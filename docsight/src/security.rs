//! Credential handling and upload input validation.

use once_cell::sync::Lazy;
use regex::Regex;
use zeroize::{Zeroize, ZeroizeOnDrop};

use crate::error::{DocsightError, Result};

/// A secret string (API key) that is zeroized on drop and never printed.
#[derive(Clone, ZeroizeOnDrop)]
pub struct SecureString(String);

impl std::fmt::Debug for SecureString {
    fn fmt(&self, f: &mut std::fmt::Formatter<'_>) -> std::fmt::Result {
        write!(f, "SecureString(***)")
    }
}

impl SecureString {
    pub fn new(value: impl Into<String>) -> Self {
        Self(value.into())
    }

    /// Get the secret. Avoid storing the result.
    pub fn expose(&self) -> &str {
        &self.0
    }

    pub fn is_empty(&self) -> bool {
        self.0.is_empty()
    }

    /// A loggable hint such as `sk-...wxyz`.
    pub fn masked(&self) -> String {
        let chars: Vec<char> = self.0.chars().collect();
        if chars.len() <= 8 {
            return "***".to_string();
        }
        let head: String = chars[..3].iter().collect();
        let tail: String = chars[chars.len() - 4..].iter().collect();
        format!("{head}...{tail}")
    }

    /// Convert to a regular string, zeroizing the original buffer.
    pub fn into_string(mut self) -> String {
        let value = self.0.clone();
        self.0.zeroize();
        value
    }
}

impl From<String> for SecureString {
    fn from(value: String) -> Self {
        Self(value)
    }
}

impl From<&str> for SecureString {
    fn from(value: &str) -> Self {
        Self(value.to_string())
    }
}

static CONTROL_CHARS: Lazy<Regex> =
    Lazy::new(|| Regex::new(r"[\x00-\x1f\x7f]").expect("control character pattern is valid"));

/// Validation of user-supplied upload metadata.
pub struct InputValidator;

impl InputValidator {
    /// Maximum accepted file name length in bytes.
    pub const MAX_FILE_NAME_LENGTH: usize = 255;

    /// Rejects empty names, control characters, path separators and `..`.
    pub fn validate_file_name(name: &str) -> Result<()> {
        if name.trim().is_empty() {
            return Err(DocsightError::Configuration("file name cannot be empty".to_string()));
        }
        if name.len() > Self::MAX_FILE_NAME_LENGTH {
            return Err(DocsightError::Configuration(format!(
                "file name too long: {} bytes (max {})",
                name.len(),
                Self::MAX_FILE_NAME_LENGTH
            )));
        }
        if CONTROL_CHARS.is_match(name) {
            return Err(DocsightError::Configuration(
                "file name cannot contain control characters".to_string(),
            ));
        }
        if name.contains('/') || name.contains('\\') || name == ".." || name.starts_with("../") {
            return Err(DocsightError::Configuration(format!(
                "file name cannot contain a path: {name}"
            )));
        }
        Ok(())
    }

    /// Rejects uploads above `max_bytes`.
    pub fn validate_file_size(size: usize, max_bytes: usize) -> Result<()> {
        if size > max_bytes {
            return Err(DocsightError::Configuration(format!(
                "file too large: {size} bytes (max {max_bytes})"
            )));
        }
        Ok(())
    }

    /// Validates a fraction in `0.0..=1.0`.
    pub fn validate_fraction(value: f64, name: &str) -> Result<()> {
        if !value.is_finite() || !(0.0..=1.0).contains(&value) {
            return Err(DocsightError::Configuration(format!(
                "Invalid {name} value: must be between 0.0 and 1.0, got {value}"
            )));
        }
        Ok(())
    }
}

#[cfg(test)]
mod tests {
    use super::*;

    #[test]
    fn test_secure_string() {
        let secret = SecureString::new("sk-test-1234567890abcd");
        assert_eq!(secret.expose(), "sk-test-1234567890abcd");
        assert_eq!(secret.masked(), "sk-...abcd");
        assert_eq!(format!("{secret:?}"), "SecureString(***)");
        assert_eq!(SecureString::new("short").masked(), "***");

        let extracted = secret.into_string();
        assert_eq!(extracted, "sk-test-1234567890abcd");
    }

    #[test]
    fn test_file_name_validation() {
        assert!(InputValidator::validate_file_name("sales 2024.csv").is_ok());
        assert!(InputValidator::validate_file_name("résumé.docx").is_ok());

        assert!(InputValidator::validate_file_name("").is_err());
        assert!(InputValidator::validate_file_name("   ").is_err());
        assert!(InputValidator::validate_file_name("../etc/passwd").is_err());
        assert!(InputValidator::validate_file_name("dir\\file.csv").is_err());
        assert!(InputValidator::validate_file_name("bad\0name.csv").is_err());
        assert!(InputValidator::validate_file_name(&"a".repeat(300)).is_err());
    }

    #[test]
    fn test_size_and_fraction_validation() {
        assert!(InputValidator::validate_file_size(10, 100).is_ok());
        assert!(InputValidator::validate_file_size(101, 100).is_err());

        assert!(InputValidator::validate_fraction(0.7, "threshold").is_ok());
        assert!(InputValidator::validate_fraction(1.5, "threshold").is_err());
        assert!(InputValidator::validate_fraction(f64::NAN, "threshold").is_err());
    }
}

_ _ _

◆ Assignment: Word for word, give back all of the records.

◆ Exercise solution:
filename docsight/src/security.rs
//! Credential handling and upload input validation.

use once_cell::sync::Lazy;
use regex::Regex;
use zeroize::{Zeroize, ZeroizeOnDrop};

use crate::error::{DocsightError, Result};

/// A secret string (API key) that is zeroized on drop and never printed.
#[derive(Clone, ZeroizeOnDrop)]
pub struct SecureString(String);

impl std::fmt::Debug for SecureString {
    fn fmt(&self, f: &mut std::fmt::Formatter<'_>) -> std::fmt::Result {
        write!(f, "SecureString(***)")
    }
}

impl SecureString {
    pub fn new(value: impl Into<String>) -> Self {
        Self(value.into())
    }

    /// Get the secret. Avoid storing the result.
    pub fn expose(&self) -> &str {
        &self.0
    }

    pub fn is_empty(&self) -> bool {
        self.0.is_empty()
    }

    /// A loggable hint such as `sk-...wxyz`.
    pub fn masked(&self) -> String {
        let chars: Vec<char> = self.0.chars().collect();
        if chars.len() <= 8 {
            return "***".to_string();
        }
        let head: String = chars[..3].iter().collect();
        let tail: String = chars[chars.len() - 4..].iter().collect();
        format!("{head}...{tail}")
    }

    /// Convert to a regular string, zeroizing the original buffer.
    pub fn into_string(mut self) -> String {
        let value = self.0.clone();
        self.0.zeroize();
        value
    }
}

impl From<String> for SecureString {
    fn from(value: String) -> Self {
        Self(value)
    }
}

impl From<&str> for SecureString {
    fn from(value: &str) -> Self {
        Self(value.to_string())
    }
}

static CONTROL_CHARS: Lazy<Regex> =
    Lazy::new(|| Regex::new(r"[\x00-\x1f\x7f]").expect("control character pattern is valid"));

/// Validation of user-supplied upload metadata.
pub struct InputValidator;

impl InputValidator {
    /// Maximum accepted file name length in bytes.
    pub const MAX_FILE_NAME_LENGTH: usize = 255;

    /// Rejects empty names, control characters, path separators and `..`.
    pub fn validate_file_name(name: &str) -> Result<()> {
        if name.trim().is_empty() {
            return Err(DocsightError::Configuration("file name cannot be empty".to_string()));
        }
        if name.len() > Self::MAX_FILE_NAME_LENGTH {
            return Err(DocsightError::Configuration(format!(
                "file name too long: {} bytes (max {})",
                name.len(),
                Self::MAX_FILE_NAME_LENGTH
            )));
        }
        if CONTROL_CHARS.is_match(name) {
            return Err(DocsightError::Configuration(
                "file name cannot contain control characters".to_string(),
            ));
        }
        if name.contains('/') || name.contains('\\') || name == ".." || name.starts_with("../") {
            return Err(DocsightError::Configuration(format!(
                "file name cannot contain a path: {name}"
            )));
        }
        Ok(())
    }

    /// Rejects uploads above `max_bytes`.
    pub fn validate_file_size(size: usize, max_bytes: usize) -> Result<()> {
        if size > max_bytes {
            return Err(DocsightError::Configuration(format!(
                "file too large: {size} bytes (max {max_bytes})"
            )));
        }
        Ok(())
    }

    /// Validates a fraction in `0.0..=1.0`.
    pub fn validate_fraction(value: f64, name: &str) -> Result<()> {
        if !value.is_finite() || !(0.0..=1.0).contains(&value) {
            return Err(DocsightError::Configuration(format!(
                "Invalid {name} value: must be between 0.0 and 1.0, got {value}"
            )));
        }
        Ok(())
    }
}

#[cfg(test)]
mod tests {
    use super::*;

    #[test]
    fn test_secure_string() {
        let secret = SecureString::new("sk-test-1234567890abcd");
        assert_eq!(secret.expose(), "sk-test-1234567890abcd");
        assert_eq!(secret.masked(), "sk-...abcd");
        assert_eq!(format!("{secret:?}"), "SecureString(***)");
        assert_eq!(SecureString::new("short").masked(), "***");

        let extracted = secret.into_string();
        assert_eq!(extracted, "sk-test-1234567890abcd");
    }

    #[test]
    fn test_file_name_validation() {
        assert!(InputValidator::validate_file_name("sales 2024.csv").is_ok());
        assert!(InputValidator::validate_file_name("résumé.docx").is_ok());

        assert!(InputValidator::validate_file_name("").is_err());
        assert!(InputValidator::validate_file_name("   ").is_err());
        assert!(InputValidator::validate_file_name("../etc/passwd").is_err());
        assert!(InputValidator::validate_file_name("dir\\file.csv").is_err());
        assert!(InputValidator::validate_file_name("bad\0name.csv").is_err());
        assert!(InputValidator::validate_file_name(&"a".repeat(300)).is_err());
    }

    #[test]
    fn test_size_and_fraction_validation() {
        assert!(InputValidator::validate_file_size(10, 100).is_ok());
        assert!(InputValidator::validate_file_size(101, 100).is_err());

        assert!(InputValidator::validate_fraction(0.7, "threshold").is_ok());
        assert!(InputValidator::validate_fraction(1.5, "threshold").is_err());
        assert!(InputValidator::validate_fraction(f64::NAN, "threshold").is_err());
    }
}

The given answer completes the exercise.